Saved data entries
**********

impl Conversation {
    pub fn new(key: Option<SessionKey>) -> Self {
        Self {
            session: key.map(SessionState::Active).unwrap_or_default(),
            ..Self::default()
        }
    }

    pub fn messages(&self) -> &[Message] {
        &self.messages
    }

    pub fn session(&self) -> &SessionState {
        &self.session
    }

    pub fn session_key(&self) -> Option<&SessionKey> {
        match &self.session {
            SessionState::Active(key) => Some(key),
            SessionState::NoSession => None,
        }
    }

    pub fn is_loading(&self) -> bool {
        self.in_flight.is_some()
    }

    pub fn has_failed_message(&self) -> bool {
        self.messages.iter().any(Message::is_failed)
    }

    fn next_request_id(&mut self) -> u64 {
        self.last_request_id += 1;
        self.last_request_id
    }

    /// Appends `input` as a pending user message and returns the request to
    /// dispatch. Blank input, or input while another request is in flight,
    /// is ignored.
    pub fn begin_send(&mut self, input: &str) -> Option<SendRequest> {
        if input.trim().is_empty() || self.is_loading() {
            return None;
        }
        self.messages.push(Message::pending_user(input));
        let message_index = self.messages.len() - 1;
        Some(self.dispatch(message_index, input.to_string()))
    }

    /// Re-sends the most recent failed user message. The message moves to
    /// the end of the transcript so its reply follows it directly.
    pub fn retry_failed(&mut self) -> Option<SendRequest> {
        if self.is_loading() {
            return None;
        }
        let failed_index = self.messages.iter().rposition(Message::is_failed)?;
        let prompt = self.messages.remove(failed_index).text;
        self.messages.push(Message::pending_user(prompt.clone()));
        let message_index = self.messages.len() - 1;
        Some(self.dispatch(message_index, prompt))
    }

    fn dispatch(&mut self, message_index: usize, prompt: String) -> SendRequest {
        let request_id = self.next_request_id();
        self.in_flight = Some(InFlight::Send {
            request_id,
            message_index,
        });
        SendRequest {
            request_id,
            key: self.session_key().cloned(),
            prompt,
        }
    }

    pub fn complete_send(
        &mut self,
        request_id: u64,
        result: Result<SendReply, ApiError>,
    ) -> SendOutcome {
        let message_index = match self.in_flight {
            Some(InFlight::Send {
                request_id: current,
                message_index,
            }) if current == request_id => message_index,
            _ => {
                debug!(request_id, "discarding stale send completion");
                return SendOutcome::Stale;
            }
        };
        self.in_flight = None;

        match result {
            Ok(reply) => {
                let mut prompt = String::new();
                if let Some(message) = self.messages.get_mut(message_index) {
                    message.delivery = Delivery::Delivered;
                    prompt = message.text.clone();
                }

                let assigned = match (&self.session, reply.key) {
                    (SessionState::NoSession, Some(key)) => {
                        info!(key = %key, "session assigned");
                        self.session = SessionState::Active(key.clone());
                        Some(key)
                    }
                    _ => None,
                };

                self.messages.push(Message::bot(reply.response.clone()));
                SendOutcome::Delivered {
                    assigned,
                    prompt,
                    reply: reply.response,
                }
            }
            Err(err) => {
                if let Some(message) = self.messages.get_mut(message_index) {
                    message.delivery = Delivery::Failed;
                }
                SendOutcome::Failed(err)
            }
        }
    }

    /// Starts loading history for the current session, if there is one.
    pub fn begin_history_load(&mut self) -> Option<HistoryRequest> {
        let key = self.session_key()?.clone();
        let request_id = self.next_request_id();
        self.in_flight = Some(InFlight::History { request_id });
        Some(HistoryRequest { request_id, key })
    }

    pub fn complete_history_load(
        &mut self,
        request_id: u64,
        result: Result<Vec<HistoryEntry>, ApiError>,
    ) -> HistoryOutcome {
        match self.in_flight {
            Some(InFlight::History {
                request_id: current,
            }) if current == request_id => {}
            _ => {
                debug!(request_id, "discarding stale history completion");
                return HistoryOutcome::Stale;
            }
        }
        self.in_flight = None;

        match result {
            Ok(entries) => {
                self.messages = flatten_history(entries);
                HistoryOutcome::Loaded {
                    messages: self.messages.len(),
                }
            }
            Err(err) => HistoryOutcome::Failed(err),
        }
    }

    /// Drops all local state. Outstanding requests become stale.
    pub fn reset(&mut self) {
        self.messages.clear();
        self.session = SessionState::NoSession;
        self.in_flight = None;
    }

    /// Switches to an existing chat. History still has to be loaded.
    pub fn open(&mut self, key: SessionKey) {
        self.reset();
        self.session = SessionState::Active(key);
    }
}
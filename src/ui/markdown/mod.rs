mod lists;
mod render;

pub use render::render_markdown;
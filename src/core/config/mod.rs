pub mod data;
pub mod io;
pub mod printing;


pub use data::{path_display, Config, DEFAULT_BASE_URL};
pub use io::ConfigError;
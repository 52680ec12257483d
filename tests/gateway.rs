//! End-to-end tests over real TCP sockets.

use std::net::SocketAddr;
use std::sync::Arc;
use std::time::Duration;

use fleetwire::protocol::{ChecksumStrategy, encode_frame};
use fleetwire::{
    DeviceHandlerFactory, Envelope, FrameFormat, Gateway, GatewayConfig, Imei, MemorySink,
    SessionEvent,
};
use tokio::io::{AsyncReadExt, AsyncWriteExt};
use tokio::net::{TcpListener, TcpStream};
use tokio::task::JoinHandle;
use tokio_stream::{Stream, StreamExt};

const IMEI_A: &str = "123456789012345";
const IMEI_B: &str = "358899051234567";

struct Running {
    addr: SocketAddr,
    gateway: Arc<Gateway<DeviceHandlerFactory>>,
    sink: Arc<MemorySink>,
    run: JoinHandle<fleetwire::Result<()>>,
}

impl Running {
    async fn start(config: GatewayConfig) -> Self {
        let sink = Arc::new(MemorySink::new());
        let gateway = Arc::new(Gateway::for_devices(config, sink.clone()));
        let listener = TcpListener::bind("127.0.0.1:0").await.unwrap();
        let addr = listener.local_addr().unwrap();
        let server = Arc::clone(&gateway);
        let run = tokio::spawn(async move { server.run_with_listener(listener).await });
        Self { addr, gateway, sink, run }
    }

    async fn stop(self) -> Arc<MemorySink> {
        self.gateway.shutdown();
        tokio::time::timeout(Duration::from_secs(5), self.run)
            .await
            .expect("gateway did not stop")
            .unwrap()
            .unwrap();
        self.sink
    }
}

/// Eight packed BCD bytes, left-padded with a zero nibble.
fn bcd_imei(digits: &str) -> Vec<u8> {
    let padded = format!("0{digits}");
    padded
        .as_bytes()
        .chunks(2)
        .map(|pair| ((pair[0] - b'0') << 4) | (pair[1] - b'0'))
        .collect()
}

fn login(format: FrameFormat, imei: &str, sequence: u16) -> Vec<u8> {
    encode_frame(format, Envelope::Standard, 0x01, &bcd_imei(imei), sequence).unwrap().to_vec()
}

/// 18-byte position block, 2024-05-01 12:30:00, 12 satellites, 50 km/h.
fn position(lat_raw: u32, lon_raw: u32, course_word: u16) -> Vec<u8> {
    let mut body = vec![24, 5, 1, 12, 30, 0, 0xC9];
    body.extend_from_slice(&lat_raw.to_be_bytes());
    body.extend_from_slice(&lon_raw.to_be_bytes());
    body.push(50);
    body.extend_from_slice(&course_word.to_be_bytes());
    body
}

fn location(format: FrameFormat, body: &[u8], sequence: u16) -> Vec<u8> {
    encode_frame(format, Envelope::Standard, 0x12, body, sequence).unwrap().to_vec()
}

async fn read_reply(stream: &mut TcpStream, len: usize) -> Vec<u8> {
    let mut buf = vec![0u8; len];
    tokio::time::timeout(Duration::from_secs(5), stream.read_exact(&mut buf))
        .await
        .expect("no reply from gateway")
        .unwrap();
    buf
}

async fn connect_and_login(addr: SocketAddr, imei: &str) -> TcpStream {
    let mut stream = TcpStream::connect(addr).await.unwrap();
    stream.write_all(&login(FrameFormat::default(), imei, 1)).await.unwrap();
    let ack = read_reply(&mut stream, 9).await;
    assert_eq!(ack[3], 0x01);
    stream
}

async fn next_event<S: Stream<Item = SessionEvent> + Unpin>(events: &mut S) -> SessionEvent {
    tokio::time::timeout(Duration::from_secs(5), events.next())
        .await
        .expect("no session event")
        .expect("event stream ended")
}

/// Poll until `$cond` holds or two seconds pass.
macro_rules! eventually {
    ($cond:expr) => {{
        let mut reached = false;
        for _ in 0..200 {
            if $cond {
                reached = true;
                break;
            }
            tokio::time::sleep(Duration::from_millis(10)).await;
        }
        assert!(reached, "condition not reached: {}", stringify!($cond));
    }};
}

#[tokio::test]
async fn published_login_gets_published_ack() {
    let config = GatewayConfig {
        checksum: ChecksumStrategy::Crc16,
        length_includes_checksum: true,
        ..GatewayConfig::default()
    };
    let running = Running::start(config).await;
    let mut device = TcpStream::connect(running.addr).await.unwrap();

    device
        .write_all(&[
            0x78, 0x78, 0x0D, 0x01, 0x01, 0x23, 0x45, 0x67, 0x89, 0x01, 0x23, 0x45, 0x00, 0x01,
            0x8C, 0xDD, 0x0D, 0x0A,
        ])
        .await
        .unwrap();

    let ack = read_reply(&mut device, 10).await;
    assert_eq!(ack, vec![0x78, 0x78, 0x05, 0x01, 0x00, 0x01, 0xD9, 0xDC, 0x0D, 0x0A]);
    running.stop().await;
}

#[tokio::test]
async fn fragmented_and_noisy_stream() {
    let running = Running::start(GatewayConfig::default()).await;
    let mut device = TcpStream::connect(running.addr).await.unwrap();

    let mut bytes = vec![0xFF, 0x00, 0x0D, 0x0A];
    bytes.extend_from_slice(&login(FrameFormat::default(), IMEI_A, 0x0102));
    for chunk in bytes.chunks(3) {
        device.write_all(chunk).await.unwrap();
        device.flush().await.unwrap();
        tokio::time::sleep(Duration::from_millis(5)).await;
    }

    let ack = read_reply(&mut device, 9).await;
    assert_eq!(&ack[4..6], &[0x01, 0x02]);
    running.stop().await;
}

#[tokio::test]
async fn concurrent_devices_reach_sink() {
    let running = Running::start(GatewayConfig::default()).await;
    let format = FrameFormat::default();

    let mut a = connect_and_login(running.addr, IMEI_A).await;
    let mut b = connect_and_login(running.addr, IMEI_B).await;

    // North-east and south-west fixes
    a.write_all(&location(format, &position(0x026B_3F3E, 0x0CC1_6559, 0x1400 | 45), 2))
        .await
        .unwrap();
    b.write_all(&location(format, &position(0x0400_0000, 0x0800_0000, 0x1800 | 270), 2))
        .await
        .unwrap();

    let imei_a = Imei::parse(IMEI_A).unwrap();
    let imei_b = Imei::parse(IMEI_B).unwrap();
    eventually!(running.sink.len().await == 2);

    let sink = running.stop().await;
    let rec_a = sink.get(&imei_a).await.unwrap();
    let rec_b = sink.get(&imei_b).await.unwrap();

    assert!(rec_a.latitude > 22.0 && rec_a.longitude > 118.0);
    assert!(rec_b.latitude < 0.0 && rec_b.longitude < 0.0);
    assert_eq!(rec_a.course_degrees, 45);
    assert_eq!(rec_b.course_degrees, 270);
    assert_eq!(rec_b.satellites, Some(12));
    assert_eq!(rec_a.speed_kmh, 50);
    drop((a, b));
}

#[tokio::test]
async fn reconnect_supersedes_and_stale_close_is_harmless() {
    let running = Running::start(GatewayConfig::default()).await;
    let mut events = Box::pin(running.gateway.registry().events());
    let imei = Imei::parse(IMEI_A).unwrap();

    let first = connect_and_login(running.addr, IMEI_A).await;
    let first_id = running.gateway.registry().lookup(&imei).await.unwrap().id;

    let second = connect_and_login(running.addr, IMEI_A).await;
    let second_id = running.gateway.registry().lookup(&imei).await.unwrap().id;
    assert_ne!(first_id, second_id);

    assert_eq!(
        next_event(&mut events).await,
        SessionEvent::Bound { imei: imei.clone(), connection: first_id }
    );
    assert_eq!(
        next_event(&mut events).await,
        SessionEvent::Superseded { imei: imei.clone(), previous: first_id, current: second_id }
    );

    // The old socket closing must not unregister the new one
    drop(first);
    eventually!(running.gateway.active_connections() == 1);
    assert_eq!(running.gateway.registry().lookup(&imei).await.map(|h| h.id), Some(second_id));

    drop(second);
    eventually!(running.gateway.registry().is_empty().await);
    running.stop().await;
}

#[tokio::test]
async fn unauthenticated_positions_are_not_stored() {
    let running = Running::start(GatewayConfig::default()).await;
    let mut device = TcpStream::connect(running.addr).await.unwrap();

    let format = FrameFormat::default();
    device
        .write_all(&location(format, &position(0x026B_3F3E, 0x0CC1_6559, 0x1400), 1))
        .await
        .unwrap();
    // A heartbeat ack proves the location was processed first
    device
        .write_all(&encode_frame(format, Envelope::Standard, 0x13, &[0x44, 0x04, 0x03], 2).unwrap())
        .await
        .unwrap();
    let ack = read_reply(&mut device, 9).await;
    assert_eq!(ack[3], 0x13);

    let sink = running.stop().await;
    assert!(sink.is_empty().await);
}
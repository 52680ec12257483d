//! Device protocol: framing, validation, decoding and acknowledgments
//!
//! Bytes flow through three stages per connection:
//! - [`FrameReassembler`] cuts length-delimited candidates out of the stream
//! - [`FrameValidator`] checks end marker, structure and checksum
//! - [`MessageDecoder`] maps a validated [`Frame`](crate::types::Frame) to a
//!   [`DecodedMessage`](crate::types::DecodedMessage)
//!
//! [`ResponseEncoder`] builds the replies using the same [`FrameFormat`].
//!
//! ```rust
//! use fleetwire::protocol::{FrameFormat, FrameReassembler, FrameValidator, MessageDecoder};
//! use fleetwire::types::DecodedMessage;
//!
//! // Login from IMEI 123456789012345, sequence 1, modulo-256 checksum
//! let bytes = [
//!     0x78, 0x78, 0x0B, 0x01, 0x01, 0x23, 0x45, 0x67, 0x89, 0x01, 0x23, 0x45,
//!     0x00, 0x01, 0xCF, 0x0D, 0x0A,
//! ];
//!
//! let format = FrameFormat::default();
//! let mut reassembler = FrameReassembler::new(format);
//! let candidates = reassembler.push(&bytes);
//! let frame = FrameValidator::new(format).validate(&candidates[0]).unwrap();
//! let message = MessageDecoder::default().decode(&frame).unwrap();
//!
//! assert!(matches!(message, DecodedMessage::Login(ref login) if login.imei.as_str() == "123456789012345"));
//! ```

pub mod checksum;
pub mod decoder;
pub mod encoder;
pub mod envelope;
pub mod reassembler;
pub mod validator;

pub use checksum::{ChecksumStrategy, crc16_x25, sum8};
pub use decoder::{DateEncoding, DecodeError, ImeiEncoding, MessageDecoder};
pub use encoder::{EncodeError, ResponseEncoder, encode_frame};
pub use envelope::FrameFormat;
pub use reassembler::{FrameReassembler, ReassemblerStats};
pub use validator::{FrameValidator, Rejection};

**********

[Task statement]: In the records above, some lines hold the word "JoinHandle"; copy each such line.

[Written answer]:
use tokio::task::JoinHandle;
    run: JoinHandle<fleetwire::Result<()>>,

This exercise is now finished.